Plot: A prisoner, once highly regarded politically, now incarcerated without trial for treason, awaits his execution. Lamenting his exile, fall from grace and abandonment, he is visited by the Spirit of Philosophy, who leads him through her arguments to regard money, honour, fame, power and bodily pleasures as false avenues to happiness, and the way to true happiness via God and virtue.
My copy was translated by David Slavitt and published by Harvard University Press, 2008.
I’m just not one for ancient philosophy. I feel that the philosophic arguments offered by Plato and Boethius are like a house of cards, ready to collapse if one pillar is knocked. There are so many assumptions that “A always equals B, and A always equals C, then it follows that B must always equal C” which include such broad generalisations until I lose confidence in the trail of logic.
I only persisted as far as I did because (a) it promised to be a short read (175 pages), (b) it is rated so highly by later authors, and (c) it is the last work of classical literature and it would have been a shame to miss it out entirely. Even then I could only last three and a half chapters out of five.

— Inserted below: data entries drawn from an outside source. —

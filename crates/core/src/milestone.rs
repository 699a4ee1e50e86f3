//! Celebration classification for toggle-on transitions.

use crate::model::TOTAL_UNITS;

/// A celebratory event: the participant's completed-unit count within a
/// round just crossed a multiple-of-5 threshold.
#[derive(Debug, Clone, Copy, PartialEq, Eq)]
pub struct Milestone {
    completed_in_round: u8,
}

impl Milestone {
    /// Classifies the count reached by a toggle-ON.
    ///
    /// Fires on 5, 10, ..., 30. Callers must only invoke this on the ON
    /// transition, immediately after the record is written; toggle-off and
    /// initial load never produce a milestone.
    #[must_use]
    pub fn after_toggle_on(completed_in_round: u8) -> Option<Self> {
        if completed_in_round == 0 || completed_in_round % 5 != 0 {
            return None;
        }
        Some(Self { completed_in_round })
    }

    #[must_use]
    pub fn completed_in_round(&self) -> u8 {
        self.completed_in_round
    }

    /// True for a full round completion, letting the presentation layer pick
    /// the bigger celebration.
    #[must_use]
    pub fn is_full_completion(&self) -> bool {
        self.completed_in_round == TOTAL_UNITS
    }
}
//! Group lifecycle and shared-link handling.

use std::sync::Arc;

use tracing::{debug, info};
use url::Url;

use storage::repository::{
    GroupRepository, NewGroupRecord, ParticipantRepository, StorageError,
};
use tracker_core::model::{normalize_slug, Group, GroupError, GroupId};
use tracker_core::Clock;

use crate::error::GroupServiceError;

/// A group with its participant headcount, for admin listings.
#[derive(Debug, Clone)]
pub struct GroupOverview {
    pub group: Group,
    pub participant_count: u32,
}

/// Creates, lists and deletes groups, and renders their shared links.
#[derive(Clone)]
pub struct GroupService {
    clock: Clock,
    groups: Arc<dyn GroupRepository>,
    participants: Arc<dyn ParticipantRepository>,
}

impl GroupService {
    #[must_use]
    pub fn new(
        clock: Clock,
        groups: Arc<dyn GroupRepository>,
        participants: Arc<dyn ParticipantRepository>,
    ) -> Self {
        Self {
            clock,
            groups,
            participants,
        }
    }

    /// Create a group from a display name and a raw slug.
    ///
    /// The slug is normalized (lowercased, non-alphanumeric runs collapse to
    /// one hyphen) before the uniqueness check, so two spellings that
    /// normalize the same way collide.
    ///
    /// # Errors
    ///
    /// Returns `GroupServiceError::SlugTaken` when the normalized slug is
    /// already in use, `GroupServiceError::Group` for an empty name or an
    /// unusable slug, and `GroupServiceError::Storage` for store failures.
    pub async fn create_group(
        &self,
        name: &str,
        raw_slug: &str,
    ) -> Result<Group, GroupServiceError> {
        let name = name.trim();
        if name.is_empty() {
            return Err(GroupError::EmptyName.into());
        }
        let slug = normalize_slug(raw_slug);
        if slug.is_empty() {
            return Err(GroupError::EmptySlug.into());
        }

        if self.groups.get_group_by_slug(&slug).await?.is_some() {
            return Err(GroupServiceError::SlugTaken(slug));
        }

        let record = NewGroupRecord {
            slug: slug.clone(),
            name: name.to_owned(),
            created_at: self.clock.now(),
        };
        let id = match self.groups.insert_new_group(record).await {
            Ok(id) => id,
            // The pre-check races against concurrent creates; the store's
            // unique constraint is the authority.
            Err(StorageError::Conflict) => return Err(GroupServiceError::SlugTaken(slug)),
            Err(err) => return Err(err.into()),
        };
        let group = self
            .groups
            .get_group(id)
            .await?
            .ok_or(StorageError::NotFound)?;

        info!(group = %id, slug = %group.slug(), "group created");
        Ok(group)
    }

    /// Fetch a group by its shared-link slug. `Ok(None)` when unknown.
    ///
    /// # Errors
    ///
    /// Returns `GroupServiceError::Storage` if the lookup fails.
    pub async fn get_group_by_slug(
        &self,
        slug: &str,
    ) -> Result<Option<Group>, GroupServiceError> {
        Ok(self.groups.get_group_by_slug(slug).await?)
    }

    /// List groups, newest first, each with its participant headcount.
    ///
    /// # Errors
    ///
    /// Returns `GroupServiceError::Storage` if the listing fails.
    pub async fn list_groups(&self, limit: u32) -> Result<Vec<GroupOverview>, GroupServiceError> {
        let groups = self.groups.list_groups(limit).await?;
        let mut overviews = Vec::with_capacity(groups.len());
        for group in groups {
            let participant_count = self.participants.count_participants(group.id()).await?;
            overviews.push(GroupOverview {
                group,
                participant_count,
            });
        }
        Ok(overviews)
    }

    /// Delete a group together with its participants and completions.
    ///
    /// # Errors
    ///
    /// Returns `GroupServiceError::Storage` if the delete fails.
    pub async fn delete_group(&self, id: GroupId) -> Result<(), GroupServiceError> {
        self.groups.delete_group(id).await?;
        debug!(group = %id, "group deleted");
        Ok(())
    }

    /// Render the shareable URL for a group under the given base, e.g.
    /// `https://tracker.example/` and slug `khan` give
    /// `https://tracker.example/family/khan`.
    ///
    /// # Errors
    ///
    /// Returns `GroupServiceError::Link` if the base is not a valid URL.
    pub fn share_link(base: &str, group: &Group) -> Result<Url, GroupServiceError> {
        let base = Url::parse(base)?;
        Ok(base.join(&format!("family/{}", group.slug()))?)
    }
}

#[cfg(test)]
mod tests {
    use super::*;

    use storage::repository::InMemoryRepository;
    use tracker_core::time::fixed_clock;

    fn service(repo: &InMemoryRepository) -> GroupService {
        GroupService::new(
            fixed_clock(),
            Arc::new(repo.clone()),
            Arc::new(repo.clone()),
        )
    }

    #[tokio::test]
    async fn create_group_normalizes_the_slug() {
        let repo = InMemoryRepository::new();
        let service = service(&repo);

        let group = service
            .create_group("  The Khans  ", "The Khan Family!")
            .await
            .unwrap();
        assert_eq!(group.name(), "The Khans");
        assert_eq!(group.slug(), "the-khan-family");

        let fetched = service
            .get_group_by_slug("the-khan-family")
            .await
            .unwrap()
            .unwrap();
        assert_eq!(fetched.id(), group.id());
    }

    #[tokio::test]
    async fn create_group_rejects_a_taken_slug_even_across_spellings() {
        let repo = InMemoryRepository::new();
        let service = service(&repo);

        service.create_group("Khans", "khan-family").await.unwrap();
        let err = service
            .create_group("Other Khans", "Khan  Family")
            .await
            .unwrap_err();
        assert!(matches!(err, GroupServiceError::SlugTaken(slug) if slug == "khan-family"));
    }

    #[tokio::test]
    async fn create_group_rejects_empty_inputs() {
        let repo = InMemoryRepository::new();
        let service = service(&repo);

        let err = service.create_group("   ", "khan").await.unwrap_err();
        assert!(matches!(err, GroupServiceError::Group(GroupError::EmptyName)));

        let err = service.create_group("Khans", "!!!").await.unwrap_err();
        assert!(matches!(err, GroupServiceError::Group(GroupError::EmptySlug)));
    }

    #[tokio::test]
    async fn list_groups_carries_participant_counts() {
        use storage::repository::NewParticipantRecord;
        use tracker_core::time::fixed_now;

        let repo = InMemoryRepository::new();
        let service = service(&repo);

        let khan = service.create_group("Khans", "khan").await.unwrap();
        service.create_group("Smiths", "smith").await.unwrap();
        repo.insert_new_participant(NewParticipantRecord {
            group_id: khan.id(),
            name: "Amina".into(),
            order_index: 0,
            streak: 0,
            created_at: fixed_now(),
        })
        .await
        .unwrap();

        let listed = service.list_groups(10).await.unwrap();
        assert_eq!(listed.len(), 2);
        let khan_row = listed.iter().find(|o| o.group.slug() == "khan").unwrap();
        assert_eq!(khan_row.participant_count, 1);
        let smith_row = listed.iter().find(|o| o.group.slug() == "smith").unwrap();
        assert_eq!(smith_row.participant_count, 0);
    }

    #[tokio::test]
    async fn delete_group_frees_its_slug() {
        let repo = InMemoryRepository::new();
        let service = service(&repo);

        let group = service.create_group("Khans", "khan").await.unwrap();
        service.delete_group(group.id()).await.unwrap();
        assert!(service.get_group_by_slug("khan").await.unwrap().is_none());

        service.create_group("Khans Again", "khan").await.unwrap();
    }

    #[tokio::test]
    async fn share_link_joins_base_and_slug() {
        let repo = InMemoryRepository::new();
        let service = service(&repo);
        let group = service.create_group("Khans", "khan").await.unwrap();

        let link = GroupService::share_link("https://tracker.example/", &group).unwrap();
        assert_eq!(link.as_str(), "https://tracker.example/family/khan");

        let err = GroupService::share_link("not a url", &group).unwrap_err();
        assert!(matches!(err, GroupServiceError::Link(_)));
    }
}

But as the prisoner himself says early on:
“What you have said is all rhetoric. It is a plausible series of high-sounding phrases … the moment they stop, he is again reminded of the grief that gnaws at his heart.” page 34
The chapter on Fortune introduces the image of the Wheel of Fortune, “raising men up and then dashing them down”
I did like the comment that a position of honour does not convey virtue; rather it is the virtue that the person brings with them that gives the office high regard.
“High office, when given to a dishonest man, does not make him worthy of it, but rather displays his unworthiness to the world.” page 51
“Let him who hopes for fame consider the extent of the starry skies arching over our small planet. Can he think of shouting his name and proclaiming his pride into the icy distances looming above him?” page 55
Personal rating: Just 3/10
Other reading: A very atypical Cadfael story by Ellis Peters, An Excellent Mystery displayed many of the practices I had just read from The Rule of Benedict. It also included one brother lusting after the younger novices as part of the story, which Benedict certainly did not mention amongst his guidelines for welcoming visitors to the order. While no doubt a realistic byproduct of celibate life in an abbey, I had to reread the initial scene to be sure I was interpreting it correctly. The whole story was very different from the usual cosy pattern of Cadfael that I started to wonder if this one had been co-authored. And yes, I had the mystery sorted half way through (if only I had this sort of success with Agatha Christie’s books)
I also read the first volume of Milly-Molly-Mandy stories, a children’s book series written and set in the 1920s, but I had never heard of. Recently republished to coincide with the 90th anniversary, these are charming stories redolent with little details of life in a small village between the wars, before cars were commonplace, and radio (let alone television) had not even penetrated daily life. The detailed drawings with so much background to the rooms and clothes were fascinating and I fell in love with them.